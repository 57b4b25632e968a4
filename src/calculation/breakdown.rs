//! Breakdown aggregation.
//!
//! This module combines the four deductions for one salary into a
//! [`Breakdown`] with its total and net figures.

use rust_decimal::Decimal;

use super::health_levy::calculate_health_levy;
use super::housing_levy::calculate_housing_levy;
use super::social_levy::calculate_social_levy;
use super::tables::DeductionTables;
use super::tax::calculate_tax;
use crate::models::{AuditStep, AuditTrace, Breakdown, DeductionSet};

/// Applies a set of deduction tables to salaries.
///
/// The calculator is pure: the same salary always yields the same breakdown.
///
/// # Example
///
/// ```
/// use payroll_deductions::calculation::DeductionCalculator;
/// use rust_decimal::Decimal;
/// use std::str::FromStr;
///
/// let calculator = DeductionCalculator::statutory();
/// let breakdown = calculator.breakdown(Decimal::from_str("53400.00").unwrap());
///
/// assert_eq!(breakdown.total_deductions, Decimal::from_str("4937").unwrap());
/// assert_eq!(breakdown.net, Decimal::from_str("48463").unwrap());
/// ```
#[derive(Debug, Clone, Default, PartialEq, Eq)]
pub struct DeductionCalculator {
    tables: DeductionTables,
}

impl DeductionCalculator {
    /// Creates a calculator over the given tables.
    pub fn new(tables: DeductionTables) -> Self {
        Self { tables }
    }

    /// Creates a calculator over the statutory tables.
    pub fn statutory() -> Self {
        Self::new(DeductionTables::statutory())
    }

    /// Returns the tables this calculator applies.
    pub fn tables(&self) -> &DeductionTables {
        &self.tables
    }

    /// Returns the income tax for `salary`.
    pub fn tax(&self, salary: Decimal) -> Decimal {
        self.tables.tax.apply(salary)
    }

    /// Returns the health levy for `salary`.
    pub fn health_levy(&self, salary: Decimal) -> Decimal {
        self.tables.health_levy.apply(salary)
    }

    /// Returns the social-security levy for `salary`.
    pub fn social_levy(&self, salary: Decimal) -> Decimal {
        self.tables.social_levy.apply(salary)
    }

    /// Returns the housing levy for `salary`.
    pub fn housing_levy(&self, salary: Decimal) -> Decimal {
        salary * self.tables.housing_rate
    }

    /// Returns all four deductions for `salary`.
    pub fn deductions(&self, salary: Decimal) -> DeductionSet {
        DeductionSet {
            tax: self.tax(salary),
            health_levy: self.health_levy(salary),
            social_levy: self.social_levy(salary),
            housing_levy: self.housing_levy(salary),
        }
    }

    /// Returns the full breakdown for `salary`.
    pub fn breakdown(&self, salary: Decimal) -> Breakdown {
        Breakdown::new(salary, self.deductions(salary))
    }

    /// Returns the breakdown along with an audit trace of every rule applied.
    ///
    /// The trace has one step per deduction, in the order tax, health levy,
    /// social-security levy, housing levy, followed by a summary step.
    pub fn breakdown_with_audit(&self, salary: Decimal) -> (Breakdown, AuditTrace) {
        let mut trace = AuditTrace::default();

        let tax = calculate_tax(salary, &self.tables.tax, trace.next_step_number());
        trace.push(tax.audit_step);

        let health = calculate_health_levy(
            salary,
            &self.tables.health_levy,
            trace.next_step_number(),
        );
        trace.push(health.audit_step);

        let social = calculate_social_levy(
            salary,
            &self.tables.social_levy,
            trace.next_step_number(),
        );
        trace.push(social.audit_step);

        let housing =
            calculate_housing_levy(salary, self.tables.housing_rate, trace.next_step_number());
        trace.push(housing.audit_step);

        let breakdown = Breakdown::new(
            salary,
            DeductionSet {
                tax: tax.amount,
                health_levy: health.amount,
                social_levy: social.amount,
                housing_levy: housing.amount,
            },
        );

        trace.push(AuditStep {
            step_number: trace.next_step_number(),
            rule_id: "net_salary".to_string(),
            rule_name: "Net Salary".to_string(),
            input: serde_json::json!({
                "gross": salary.normalize().to_string(),
                "total_deductions": breakdown.total_deductions.normalize().to_string()
            }),
            output: serde_json::json!({
                "net": breakdown.net.normalize().to_string()
            }),
            reasoning: format!(
                "{} - {} = {}",
                salary.normalize(),
                breakdown.total_deductions.normalize(),
                breakdown.net.normalize()
            ),
        });

        (breakdown, trace)
    }
}

/// Computes the statutory breakdown for `salary`.
///
/// # Examples
///
/// ```
/// use payroll_deductions::calculation::compute_breakdown;
/// use rust_decimal::Decimal;
///
/// let breakdown = compute_breakdown(Decimal::from(56_800));
/// assert_eq!(breakdown.housing_levy, Decimal::from(1_420));
/// ```
pub fn compute_breakdown(salary: Decimal) -> Breakdown {
    DeductionCalculator::statutory().breakdown(salary)
}

#[cfg(test)]
mod tests {
    use super::*;
    use crate::calculation::{Bracket, BracketTable, Charge, UpperBound};
    use std::str::FromStr;

    fn dec(s: &str) -> Decimal {
        Decimal::from_str(s).unwrap()
    }

    #[test]
    fn test_peter_ilunga_breakdown() {
        let breakdown = compute_breakdown(dec("53400.00"));

        assert_eq!(breakdown.gross, dec("53400.00"));
        assert_eq!(breakdown.tax, dec("1602.00"));
        assert_eq!(breakdown.health_levy, dec("500"));
        assert_eq!(breakdown.social_levy, dec("1500"));
        assert_eq!(breakdown.housing_levy, dec("1335.00"));
        assert_eq!(breakdown.total_deductions, dec("4937.00"));
        assert_eq!(breakdown.net, dec("48463.00"));
    }

    #[test]
    fn test_high_earner_breakdown() {
        let breakdown = compute_breakdown(dec("1555000"));

        assert_eq!(breakdown.tax, dec("155500"));
        assert_eq!(breakdown.health_levy, dec("9000"));
        assert_eq!(breakdown.social_levy, dec("8500"));
        assert_eq!(breakdown.housing_levy, dec("38875"));
        assert_eq!(breakdown.total_deductions, dec("211875"));
        assert_eq!(breakdown.net, dec("1343125"));
    }

    #[test]
    fn test_statutory_calculator_matches_free_function() {
        let calculator = DeductionCalculator::statutory();
        for salary in ["1", "19999.99", "53400", "98400", "422100", "880000", "1555000"] {
            assert_eq!(calculator.breakdown(dec(salary)), compute_breakdown(dec(salary)));
        }
    }

    #[test]
    fn test_audit_trace_matches_breakdown() {
        let calculator = DeductionCalculator::statutory();
        let (breakdown, trace) = calculator.breakdown_with_audit(dec("53400"));

        assert_eq!(breakdown, compute_breakdown(dec("53400")));
        let rule_ids: Vec<&str> = trace.steps.iter().map(|s| s.rule_id.as_str()).collect();
        assert_eq!(
            rule_ids,
            vec!["tax", "health_levy", "social_levy", "housing_levy", "net_salary"]
        );

        let step_numbers: Vec<u32> = trace.steps.iter().map(|s| s.step_number).collect();
        assert_eq!(step_numbers, vec![1, 2, 3, 4, 5]);

        let net = trace.step("net_salary").unwrap();
        assert_eq!(net.output["net"].as_str().unwrap(), "48463");
    }

    #[test]
    fn test_custom_tables_are_applied() {
        let mut tables = DeductionTables::statutory();
        tables.social_levy = BracketTable::new(
            "social_levy",
            vec![Bracket::new(UpperBound::Unbounded, Charge::Flat(dec("100")))],
        )
        .unwrap();
        tables.housing_rate = dec("0.01");

        let calculator = DeductionCalculator::new(tables);
        let breakdown = calculator.breakdown(dec("53400"));

        assert_eq!(breakdown.social_levy, dec("100"));
        assert_eq!(breakdown.housing_levy, dec("534"));
        assert_eq!(breakdown.tax, dec("1602"));
    }
}
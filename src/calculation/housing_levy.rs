//! Housing levy calculation.
//!
//! The housing levy is a single rate on the whole gross salary with no brackets.

use rust_decimal::Decimal;

use super::bracket::DeductionResult;
use super::tables::HOUSING_LEVY_RATE;
use crate::models::AuditStep;

/// Returns the statutory housing levy (2.5% of `salary`), unrounded.
///
/// # Examples
///
/// ```
/// use payroll_deductions::calculation::housing_levy;
/// use rust_decimal::Decimal;
/// use std::str::FromStr;
///
/// let amount = housing_levy(Decimal::from(56_800));
/// assert_eq!(amount, Decimal::from_str("1420").unwrap());
/// ```
pub fn housing_levy(salary: Decimal) -> Decimal {
    salary * HOUSING_LEVY_RATE
}

/// Applies a housing levy rate to `salary` and records the audit step.
pub fn calculate_housing_levy(salary: Decimal, rate: Decimal, step_number: u32) -> DeductionResult {
    let amount = salary * rate;
    let percent = (rate * Decimal::ONE_HUNDRED).normalize();

    DeductionResult {
        amount,
        audit_step: AuditStep {
            step_number,
            rule_id: "housing_levy".to_string(),
            rule_name: "Housing Levy".to_string(),
            input: serde_json::json!({
                "salary": salary.normalize().to_string(),
                "rate": rate.normalize().to_string()
            }),
            output: serde_json::json!({
                "amount": amount.normalize().to_string()
            }),
            reasoning: format!(
                "{}% of {} = {}",
                percent,
                salary.normalize(),
                amount.normalize()
            ),
        },
    }
}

• Task to carry out
Print the material above verbatim, first line through the line containing "use super::tables::DeductionTables;", both included.

• Answer to the exercise
repository 57b4b25632e968a4
filename src/calculation/breakdown.rs
//! Breakdown aggregation.
//!
//! This module combines the four deductions for one salary into a
//! [`Breakdown`] with its total and net figures.

use rust_decimal::Decimal;

use super::health_levy::calculate_health_levy;
use super::housing_levy::calculate_housing_levy;
use super::social_levy::calculate_social_levy;
use super::tables::DeductionTables;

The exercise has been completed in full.